● About this task
For this exercise, transcribe all of the records exactly as given.

Stored data entries
|---|
//! Resume token handed back to the caller between polls.

use chrono::{DateTime, Utc};
use serde::{Deserialize, Serialize};

use crate::diagnostics::Diagnostics;
use crate::error::Error;

#[derive(Debug, Clone, Copy, PartialEq, Eq, Hash, Serialize, Deserialize)]
pub enum Stage {
    Init,
    BridgeStabilize,
    ReleaseStabilize,
    UninstallRelease,
    Complete,
}

impl Stage {
    pub fn as_str(&self) -> &'static str {
        match self {
            Stage::Init => "Init",
            Stage::BridgeStabilize => "BridgeStabilize",
            Stage::ReleaseStabilize => "ReleaseStabilize",
            Stage::UninstallRelease => "UninstallRelease",
            Stage::Complete => "Complete",
        }
    }
}

impl std::fmt::Display for Stage {
    fn fmt(&self, f: &mut std::fmt::Formatter<'_>) -> std::fmt::Result {
        f.write_str(self.as_str())
    }
}

impl std::str::FromStr for Stage {
    type Err = Error;
    fn from_str(s: &str) -> Result<Self, Self::Err> {
        match s {
            "Init" => Ok(Stage::Init),
            "BridgeStabilize" => Ok(Stage::BridgeStabilize),
            "ReleaseStabilize" => Ok(Stage::ReleaseStabilize),
            "UninstallRelease" => Ok(Stage::UninstallRelease),
            "Complete" => Ok(Stage::Complete),
            other => Err(Error::Decode(format!("unknown stage {:?}", other))),
        }
    }
}

#[derive(Debug, Clone, PartialEq, Eq, Serialize, Deserialize)]
#[serde(rename_all = "PascalCase")]
pub struct ResumeToken {
    pub stage: Stage,
    pub start_time: DateTime<Utc>,
    #[serde(default)]
    pub name: String,
    #[serde(default, skip_serializing_if = "Vec::is_empty")]
    pub diagnostics: Vec<String>,
}

impl ResumeToken {
    pub fn start(name: impl Into<String>, now: DateTime<Utc>) -> Self {
        Self { stage: Stage::Init, start_time: now, name: name.into(), diagnostics: Vec::new() }
    }

    /// Next token: same start time and name, new stage, current diagnostics.
    pub fn advance(&self, stage: Stage, diagnostics: &Diagnostics) -> Self {
        Self {
            stage,
            start_time: self.start_time,
            name: self.name.clone(),
            diagnostics: diagnostics.iter().map(str::to_string).collect(),
        }
    }

    pub fn diagnostics(&self, cap: usize) -> Diagnostics {
        Diagnostics::from_entries(self.diagnostics.iter().cloned(), cap)
    }

    pub fn elapsed(&self, now: DateTime<Utc>) -> chrono::Duration {
        now.signed_duration_since(self.start_time)
    }

    pub fn from_value(v: &serde_json::Value) -> Result<Self, Error> {
        serde_json::from_value(v.clone()).map_err(|e| Error::Decode(format!("resume token: {}", e)))
    }

    pub fn to_value(&self) -> serde_json::Result<serde_json::Value> {
        serde_json::to_value(self)
    }
}

#[cfg(test)]
mod tests {
    use super::*;
    use chrono::TimeZone;

    #[test]
    fn token_uses_rfc3339_and_pascal_keys() {
        let t0 = Utc.with_ymd_and_hms(2024, 3, 1, 12, 0, 0).unwrap();
        let tok = ResumeToken::start("nginx-1709294400", t0);
        let v = tok.to_value().unwrap();
        assert_eq!(v["Stage"], "Init");
        assert_eq!(v["StartTime"], "2024-03-01T12:00:00Z");
        assert!(v.get("Diagnostics").is_none());
        assert_eq!(ResumeToken::from_value(&v).unwrap(), tok);
    }

    #[test]
    fn unknown_stage_is_rejected() {
        let v = serde_json::json!({"Stage": "LambdaInit", "StartTime": "2024-03-01T12:00:00Z", "Name": "x"});
        assert!(matches!(ResumeToken::from_value(&v), Err(Error::Decode(_))));
        assert!("Nope".parse::<Stage>().is_err());
        assert_eq!("ReleaseStabilize".parse::<Stage>().unwrap(), Stage::ReleaseStabilize);
    }

    #[test]
    fn advance_keeps_start_time_and_carries_diagnostics() {
        let t0 = Utc.with_ymd_and_hms(2024, 3, 1, 12, 0, 0).unwrap();
        let tok = ResumeToken::start("web", t0);
        let mut d = tok.diagnostics(5);
        d.push("release pending");
        let next = tok.advance(Stage::ReleaseStabilize, &d);
        assert_eq!(next.start_time, t0);
        assert_eq!(next.diagnostics, vec!["release pending".to_string()]);
        assert_eq!(next.elapsed(t0 + chrono::Duration::minutes(3)).num_minutes(), 3);
    }
}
|---|
● Solution to this task
//! Resume token handed back to the caller between polls.

use chrono::{DateTime, Utc};
use serde::{Deserialize, Serialize};

use crate::diagnostics::Diagnostics;
use crate::error::Error;

#[derive(Debug, Clone, Copy, PartialEq, Eq, Hash, Serialize, Deserialize)]
pub enum Stage {
    Init,
    BridgeStabilize,
    ReleaseStabilize,
    UninstallRelease,
    Complete,
}

impl Stage {
    pub fn as_str(&self) -> &'static str {
        match self {
            Stage::Init => "Init",
            Stage::BridgeStabilize => "BridgeStabilize",
            Stage::ReleaseStabilize => "ReleaseStabilize",
            Stage::UninstallRelease => "UninstallRelease",
            Stage::Complete => "Complete",
        }
    }
}

impl std::fmt::Display for Stage {
    fn fmt(&self, f: &mut std::fmt::Formatter<'_>) -> std::fmt::Result {
        f.write_str(self.as_str())
    }
}

impl std::str::FromStr for Stage {
    type Err = Error;
    fn from_str(s: &str) -> Result<Self, Self::Err> {
        match s {
            "Init" => Ok(Stage::Init),
            "BridgeStabilize" => Ok(Stage::BridgeStabilize),
            "ReleaseStabilize" => Ok(Stage::ReleaseStabilize),
            "UninstallRelease" => Ok(Stage::UninstallRelease),
            "Complete" => Ok(Stage::Complete),
            other => Err(Error::Decode(format!("unknown stage {:?}", other))),
        }
    }
}

#[derive(Debug, Clone, PartialEq, Eq, Serialize, Deserialize)]
#[serde(rename_all = "PascalCase")]
pub struct ResumeToken {
    pub stage: Stage,
    pub start_time: DateTime<Utc>,
    #[serde(default)]
    pub name: String,
    #[serde(default, skip_serializing_if = "Vec::is_empty")]
    pub diagnostics: Vec<String>,
}

impl ResumeToken {
    pub fn start(name: impl Into<String>, now: DateTime<Utc>) -> Self {
        Self { stage: Stage::Init, start_time: now, name: name.into(), diagnostics: Vec::new() }
    }

    /// Next token: same start time and name, new stage, current diagnostics.
    pub fn advance(&self, stage: Stage, diagnostics: &Diagnostics) -> Self {
        Self {
            stage,
            start_time: self.start_time,
            name: self.name.clone(),
            diagnostics: diagnostics.iter().map(str::to_string).collect(),
        }
    }

    pub fn diagnostics(&self, cap: usize) -> Diagnostics {
        Diagnostics::from_entries(self.diagnostics.iter().cloned(), cap)
    }

    pub fn elapsed(&self, now: DateTime<Utc>) -> chrono::Duration {
        now.signed_duration_since(self.start_time)
    }

    pub fn from_value(v: &serde_json::Value) -> Result<Self, Error> {
        serde_json::from_value(v.clone()).map_err(|e| Error::Decode(format!("resume token: {}", e)))
    }

    pub fn to_value(&self) -> serde_json::Result<serde_json::Value> {
        serde_json::to_value(self)
    }
}

#[cfg(test)]
mod tests {
    use super::*;
    use chrono::TimeZone;

    #[test]
    fn token_uses_rfc3339_and_pascal_keys() {
        let t0 = Utc.with_ymd_and_hms(2024, 3, 1, 12, 0, 0).unwrap();
        let tok = ResumeToken::start("nginx-1709294400", t0);
        let v = tok.to_value().unwrap();
        assert_eq!(v["Stage"], "Init");
        assert_eq!(v["StartTime"], "2024-03-01T12:00:00Z");
        assert!(v.get("Diagnostics").is_none());
        assert_eq!(ResumeToken::from_value(&v).unwrap(), tok);
    }

    #[test]
    fn unknown_stage_is_rejected() {
        let v = serde_json::json!({"Stage": "LambdaInit", "StartTime": "2024-03-01T12:00:00Z", "Name": "x"});
        assert!(matches!(ResumeToken::from_value(&v), Err(Error::Decode(_))));
        assert!("Nope".parse::<Stage>().is_err());
        assert_eq!("ReleaseStabilize".parse::<Stage>().unwrap(), Stage::ReleaseStabilize);
    }

    #[test]
    fn advance_keeps_start_time_and_carries_diagnostics() {
        let t0 = Utc.with_ymd_and_hms(2024, 3, 1, 12, 0, 0).unwrap();
        let tok = ResumeToken::start("web", t0);
        let mut d = tok.diagnostics(5);
        d.push("release pending");
        let next = tok.advance(Stage::ReleaseStabilize, &d);
        assert_eq!(next.start_time, t0);
        assert_eq!(next.diagnostics, vec!["release pending".to_string()]);
        assert_eq!(next.elapsed(t0 + chrono::Duration::minutes(3)).num_minutes(), 3);
    }
}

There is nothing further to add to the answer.